━━ Records provided
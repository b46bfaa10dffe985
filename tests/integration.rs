use assert_cmd::Command;
use predicates::prelude::*;
use std::path::PathBuf;

fn fixture() -> PathBuf {
    PathBuf::from(env!("CARGO_MANIFEST_DIR")).join("tests/fixtures/descriptors.json")
}

fn cmd() -> Command {
    Command::cargo_bin("cmdlet-lint").unwrap()
}

#[test]
fn clean_command_exits_zero() {
    cmd()
        .arg("check")
        .arg("--descriptors")
        .arg(fixture())
        .arg("--mode")
        .arg("boolean")
        .arg("Get-Widget")
        .assert()
        .success()
        .stdout(predicate::str::contains("PASS"))
        .stdout(predicate::str::contains("Get-Widget"));
}

#[test]
fn dirty_command_exits_one() {
    cmd()
        .arg("check")
        .arg("--descriptors")
        .arg(fixture())
        .arg("--mode")
        .arg("failed")
        .arg("Remove-Widgets")
        .assert()
        .code(1)
        .stdout(predicate::str::contains("FAIL"))
        .stdout(predicate::str::contains("general/singular-noun"));
}

#[test]
fn omitted_names_check_every_descriptor() {
    cmd()
        .arg("check")
        .arg("--descriptors")
        .arg(fixture())
        .arg("--mode")
        .arg("summary")
        .assert()
        .code(1)
        .stdout(predicate::str::contains("Get-Widget"))
        .stdout(predicate::str::contains("Remove-Widgets"))
        .stdout(predicate::str::contains("Total: 2 commands"));
}

#[test]
fn unresolved_name_is_reported_without_aborting() {
    cmd()
        .arg("check")
        .arg("--descriptors")
        .arg(fixture())
        .arg("--mode")
        .arg("boolean")
        .arg("Get-Widget")
        .arg("Get-Missing")
        .assert()
        .code(1)
        .stdout(predicate::str::contains("Get-Widget"))
        .stdout(predicate::str::contains("ERROR"))
        .stdout(predicate::str::contains("Get-Missing"));
}

#[test]
fn json_output_parses_and_carries_batch_counts() {
    let output = cmd()
        .arg("check")
        .arg("--descriptors")
        .arg(fixture())
        .arg("--mode")
        .arg("summary")
        .arg("--format")
        .arg("json")
        .assert()
        .code(1)
        .get_output()
        .stdout
        .clone();

    let json: serde_json::Value = serde_json::from_slice(&output).unwrap();
    assert_eq!(json["total"], 2);
    assert_eq!(json["passed"], 1);
    assert_eq!(json["failed"], 1);
    assert_eq!(json["commands"].as_array().unwrap().len(), 2);
    assert_eq!(json["commands"][0]["kind"], "evaluated");
}

#[test]
fn missing_descriptor_file_exits_two() {
    cmd()
        .arg("check")
        .arg("--descriptors")
        .arg("/nonexistent/descriptors.json")
        .assert()
        .code(2)
        .stderr(predicate::str::contains("Error"));
}

#[test]
fn missing_config_file_exits_two() {
    cmd()
        .arg("check")
        .arg("--descriptors")
        .arg(fixture())
        .arg("--config")
        .arg("/nonexistent/cmdlet-lint.toml")
        .assert()
        .code(2)
        .stderr(predicate::str::contains("config file not found"));
}

#[test]
fn out_of_range_ceiling_exits_two() {
    cmd()
        .arg("check")
        .arg("--descriptors")
        .arg(fixture())
        .arg("--max-parameters")
        .arg("513")
        .assert()
        .code(2)
        .stderr(predicate::str::contains("out of range"));
}

#[test]
fn output_flag_writes_the_report_to_a_file() {
    let dir = tempfile::tempdir().unwrap();
    let out_path = dir.path().join("report.json");

    cmd()
        .arg("check")
        .arg("--descriptors")
        .arg(fixture())
        .arg("--format")
        .arg("json")
        .arg("--output")
        .arg(&out_path)
        .assert()
        .code(1);

    let content = std::fs::read_to_string(&out_path).unwrap();
    let json: serde_json::Value = serde_json::from_str(&content).unwrap();
    assert_eq!(json["total"], 2);
}

#[test]
fn list_rules_shows_the_catalogue() {
    cmd()
        .arg("list-rules")
        .assert()
        .success()
        .stdout(predicate::str::contains("general/approved-verb"))
        .stdout(predicate::str::contains("input/position-collision"))
        .stdout(predicate::str::contains("output/output-type-declared"))
        .stdout(predicate::str::contains("Total:"));
}

#[test]
fn explain_shows_rule_metadata() {
    cmd()
        .arg("explain")
        .arg("general/singular-noun")
        .assert()
        .success()
        .stdout(predicate::str::contains("Category:"))
        .stdout(predicate::str::contains("Severity:"))
        .stdout(predicate::str::contains("Rationale:"));
}

#[test]
fn explain_rejects_unknown_rules() {
    cmd()
        .arg("explain")
        .arg("general/no-such-rule")
        .assert()
        .code(2)
        .stderr(predicate::str::contains("Unknown rule"));
}

#[test]
fn include_wip_widens_the_run() {
    // The work-in-progress InputObject rule fails the otherwise-clean
    // fixture command.
    cmd()
        .arg("check")
        .arg("--descriptors")
        .arg(fixture())
        .arg("--include-wip")
        .arg("--mode")
        .arg("failed")
        .arg("Get-Widget")
        .assert()
        .code(1)
        .stdout(predicate::str::contains("input/input-object-present"));
}
//! External collaborator seams.
//!
//! The rule engine never talks to a live shell runtime or the network
//! directly. Two trait seams keep those effects injectable:
//!
//! - [`CommandResolver`] — turns a command name into a
//!   [`CommandDescriptor`]. The shipped [`JsonFileResolver`] replays
//!   descriptor snapshots from a JSON file; a live-runtime resolver is an
//!   external concern.
//! - [`UrlProbe`] — fetches an HTTP status code for the help-URI
//!   reachability rule. No implementation ships with the crate; without an
//!   injected probe that rule is skipped.
//!
//! Implementers must be `Send + Sync`: the batch driver fans command
//! evaluations out across a rayon pool.

use crate::descriptor::CommandDescriptor;
use std::path::Path;
use std::time::Duration;
use thiserror::Error;

/// A command name failed to resolve to a descriptor.
///
/// Reported per command by the batch driver; never aborts the batch.
#[derive(Debug, Error)]
pub enum ResolveError {
    #[error("command not found: {0}")]
    NotFound(String),
    #[error("descriptor source unavailable: {0}")]
    Source(String),
}

/// The help-URI probe could not complete.
#[derive(Debug, Error)]
pub enum TransportError {
    #[error("request timed out after {0:?}")]
    Timeout(Duration),
    #[error("transport failure: {0}")]
    Failed(String),
}

/// Resolves command names to descriptors.
pub trait CommandResolver: Send + Sync {
    fn resolve(&self, name: &str) -> Result<CommandDescriptor, ResolveError>;
}

/// Fetches the HTTP status code behind a help URI.
///
/// The evaluator calls this with a short timeout and retries once on
/// [`TransportError`] before recording the reachability rule as failed.
pub trait UrlProbe: Send + Sync {
    fn fetch_status(&self, uri: &str, timeout: Duration) -> Result<u16, TransportError>;
}

/// Replays descriptor snapshots from a JSON file.
///
/// The file holds a JSON array of descriptors. Lookup is by command name,
/// case-insensitive. Used by the CLI and by integration tests; a resolver
/// backed by live runtime introspection implements the same trait
/// externally.
#[derive(Debug)]
pub struct JsonFileResolver {
    descriptors: Vec<CommandDescriptor>,
}

impl JsonFileResolver {
    /// Loads a snapshot file.
    ///
    /// # Errors
    ///
    /// Returns [`ResolveError::Source`] when the file cannot be read or is
    /// not a JSON array of descriptors.
    pub fn load(path: &Path) -> Result<Self, ResolveError> {
        let content = std::fs::read_to_string(path)
            .map_err(|e| ResolveError::Source(format!("{}: {e}", path.display())))?;
        let descriptors: Vec<CommandDescriptor> = serde_json::from_str(&content)
            .map_err(|e| ResolveError::Source(format!("{}: {e}", path.display())))?;
        Ok(JsonFileResolver { descriptors })
    }

    /// Builds a resolver from in-memory descriptors.
    pub fn from_descriptors(descriptors: Vec<CommandDescriptor>) -> Self {
        JsonFileResolver { descriptors }
    }

    /// Every command name in the snapshot, in file order.
    pub fn command_names(&self) -> Vec<String> {
        self.descriptors.iter().map(|d| d.name.clone()).collect()
    }
}

impl CommandResolver for JsonFileResolver {
    fn resolve(&self, name: &str) -> Result<CommandDescriptor, ResolveError> {
        self.descriptors
            .iter()
            .find(|d| d.name.eq_ignore_ascii_case(name))
            .cloned()
            .ok_or_else(|| ResolveError::NotFound(name.to_string()))
    }
}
━━━━
=== Problem to work on ===
Look through the data above for the string "help" and copy every line where it appears.

=== Answer to this problem ===
//! - [`UrlProbe`] — fetches an HTTP status code for the help-URI
/// The help-URI probe could not complete.
/// Fetches the HTTP status code behind a help URI.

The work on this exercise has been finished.